*Entries shown*.

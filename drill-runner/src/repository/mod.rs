//! Repository layer
//!
//! Repositories abstract the worker's two stores: the durable local inbox
//! of pending tasks and the coordinator that receives status events. They
//! carry no pipeline logic.

mod inbox;
mod reporter;

pub use inbox::Inbox;
pub use reporter::{HttpReporter, Reporter, RetryPolicy};
//! Job runner
//!
//! A dispatch table from job kind to handler. Each handler decodes its own
//! payload and is solely responsible for reporting its step's outcome.

mod code_check;
mod source_sync;

pub use code_check::CodeCheckHandler;
pub use source_sync::SourceSyncHandler;
pub use unit_test::UnitTestHandler;

use async_trait::async_trait;
use drill_core::domain::pipeline::{JobKind, JobPayload};
use drill_core::domain::progress::{ProgressMarker, ProgressPhase};
use drill_core::domain::status::StepStatus;
use drill_core::domain::task::Task;
use serde::de::DeserializeOwned;
use std::collections::HashMap;
use std::path::PathBuf;
use std::sync::Arc;
use tracing::error;

use crate::collaborators::{Linter, SourceSync};
use crate::context::WorkerContext;
use crate::error::StepError;

/// Everything a handler needs to know about the step it runs
pub struct StepContext<'a> {
    pub worker: &'a WorkerContext,
    pub task: &'a Task,
    pub step_name: &'a str,
}

impl StepContext<'_> {
    /// Reports this step's status with a log append
    pub async fn report(&self, status: StepStatus, logs_append: String) {
        self.worker
            .reporter
            .step_update(self.task.task_id, self.step_name, status, logs_append)
            .await
    }

    /// Reports a progress marker for this step
    pub async fn progress(&self, status: StepStatus, phase: ProgressPhase, message: String) {
        self.worker
            .reporter
            .progress(
                self.task.task_id,
                self.step_name,
                status,
                ProgressMarker::new(phase, message),
            )
            .await
    }

    pub fn checkout_dir(&self) -> Result<PathBuf, StepError> {
        self.worker.checkout_dir(self.task)
    }
}

/// Executes one kind of leaf job
#[async_trait]
pub trait JobHandler: Send + Sync {
    /// Runs the job described by the opaque `payload`
    async fn run(&self, step: &StepContext<'_>, payload: &serde_json::Value)
    -> Result<(), StepError>;
}

/// Dispatch table of job handlers
#[derive(Default)]
pub struct JobRunner {
    handlers: HashMap<JobKind, Arc<dyn JobHandler>>,
}

impl JobRunner {
    /// Creates an empty runner
    pub fn new() -> Self {
        Self::default()
    }

    /// Creates a runner with the three built-in job kinds
    pub fn standard(source_sync: Arc<dyn SourceSync>, linter: Arc<dyn Linter>) -> Self {
        Self::new()
            .with_handler(JobKind::SourceSync, SourceSyncHandler::new(source_sync))
            .with_handler(JobKind::UnitTest, UnitTestHandler)
            .with_handler(JobKind::CodeCheck, CodeCheckHandler::new(linter))
    }

    /// Registers (or replaces) the handler for `kind`
    pub fn with_handler(mut self, kind: JobKind, handler: impl JobHandler + 'static) -> Self {
        self.handlers.insert(kind, Arc::new(handler));
        self
    }

    /// Runs a leaf job through its handler
    pub async fn run(&self, step: &StepContext<'_>, job: &JobPayload) -> Result<(), StepError> {
        let Some(handler) = self.handlers.get(&job.kind) else {
            let err = StepError::config(format!(
                "no handler registered for job type '{}' (step '{}')",
                job.kind, step.step_name
            ));
            step.report(StepStatus::Failed, format!("{}\n", err)).await;
            return Err(err);
        };

        let result = handler.run(step, &job.payload).await;
        if let Err(e) = &result {
            error!(
                task_id = step.task.task_id,
                step = step.step_name,
                job = %job.kind,
                "Job failed: {}",
                e
            );
        }
        result
    }
}

/// Decodes a handler's payload, rejecting shapes the handler cannot use
pub(crate) fn decode_payload<T: DeserializeOwned>(
    job: &'static str,
    payload: &serde_json::Value,
) -> Result<T, StepError> {
    serde_json::from_value(payload.clone()).map_err(|source| StepError::Decode { job, source })
}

*Instructions to follow*. Transcribe every entry, keeping each line exactly as it reads.

*Response to this task*.
filename drill-runner/src/repository/mod.rs
//! Repository layer
//!
//! Repositories abstract the worker's two stores: the durable local inbox
//! of pending tasks and the coordinator that receives status events. They
//! carry no pipeline logic.

mod inbox;
mod reporter;

pub use inbox::Inbox;
pub use reporter::{HttpReporter, Reporter, RetryPolicy};
//! Job runner
//!
//! A dispatch table from job kind to handler. Each handler decodes its own
//! payload and is solely responsible for reporting its step's outcome.

mod code_check;
mod source_sync;

pub use code_check::CodeCheckHandler;
pub use source_sync::SourceSyncHandler;
pub use unit_test::UnitTestHandler;

use async_trait::async_trait;
use drill_core::domain::pipeline::{JobKind, JobPayload};
use drill_core::domain::progress::{ProgressMarker, ProgressPhase};
use drill_core::domain::status::StepStatus;
use drill_core::domain::task::Task;
use serde::de::DeserializeOwned;
use std::collections::HashMap;
use std::path::PathBuf;
use std::sync::Arc;
use tracing::error;

use crate::collaborators::{Linter, SourceSync};
use crate::context::WorkerContext;
use crate::error::StepError;

/// Everything a handler needs to know about the step it runs
pub struct StepContext<'a> {
    pub worker: &'a WorkerContext,
    pub task: &'a Task,
    pub step_name: &'a str,
}

impl StepContext<'_> {
    /// Reports this step's status with a log append
    pub async fn report(&self, status: StepStatus, logs_append: String) {
        self.worker
            .reporter
            .step_update(self.task.task_id, self.step_name, status, logs_append)
            .await
    }

    /// Reports a progress marker for this step
    pub async fn progress(&self, status: StepStatus, phase: ProgressPhase, message: String) {
        self.worker
            .reporter
            .progress(
                self.task.task_id,
                self.step_name,
                status,
                ProgressMarker::new(phase, message),
            )
            .await
    }

    pub fn checkout_dir(&self) -> Result<PathBuf, StepError> {
        self.worker.checkout_dir(self.task)
    }
}

/// Executes one kind of leaf job
#[async_trait]
pub trait JobHandler: Send + Sync {
    /// Runs the job described by the opaque `payload`
    async fn run(&self, step: &StepContext<'_>, payload: &serde_json::Value)
    -> Result<(), StepError>;
}

/// Dispatch table of job handlers
#[derive(Default)]
pub struct JobRunner {
    handlers: HashMap<JobKind, Arc<dyn JobHandler>>,
}

impl JobRunner {
    /// Creates an empty runner
    pub fn new() -> Self {
        Self::default()
    }

    /// Creates a runner with the three built-in job kinds
    pub fn standard(source_sync: Arc<dyn SourceSync>, linter: Arc<dyn Linter>) -> Self {
        Self::new()
            .with_handler(JobKind::SourceSync, SourceSyncHandler::new(source_sync))
            .with_handler(JobKind::UnitTest, UnitTestHandler)
            .with_handler(JobKind::CodeCheck, CodeCheckHandler::new(linter))
    }

    /// Registers (or replaces) the handler for `kind`
    pub fn with_handler(mut self, kind: JobKind, handler: impl JobHandler + 'static) -> Self {
        self.handlers.insert(kind, Arc::new(handler));
        self
    }

    /// Runs a leaf job through its handler
    pub async fn run(&self, step: &StepContext<'_>, job: &JobPayload) -> Result<(), StepError> {
        let Some(handler) = self.handlers.get(&job.kind) else {
            let err = StepError::config(format!(
                "no handler registered for job type '{}' (step '{}')",
                job.kind, step.step_name
            ));
            step.report(StepStatus::Failed, format!("{}\n", err)).await;
            return Err(err);
        };

        let result = handler.run(step, &job.payload).await;
        if let Err(e) = &result {
            error!(
                task_id = step.task.task_id,
                step = step.step_name,
                job = %job.kind,
                "Job failed: {}",
                e
            );
        }
        result
    }
}

/// Decodes a handler's payload, rejecting shapes the handler cannot use
pub(crate) fn decode_payload<T: DeserializeOwned>(
    job: &'static str,
    payload: &serde_json::Value,
) -> Result<T, StepError> {
    serde_json::from_value(payload.clone()).map_err(|source| StepError::Decode { job, source })
}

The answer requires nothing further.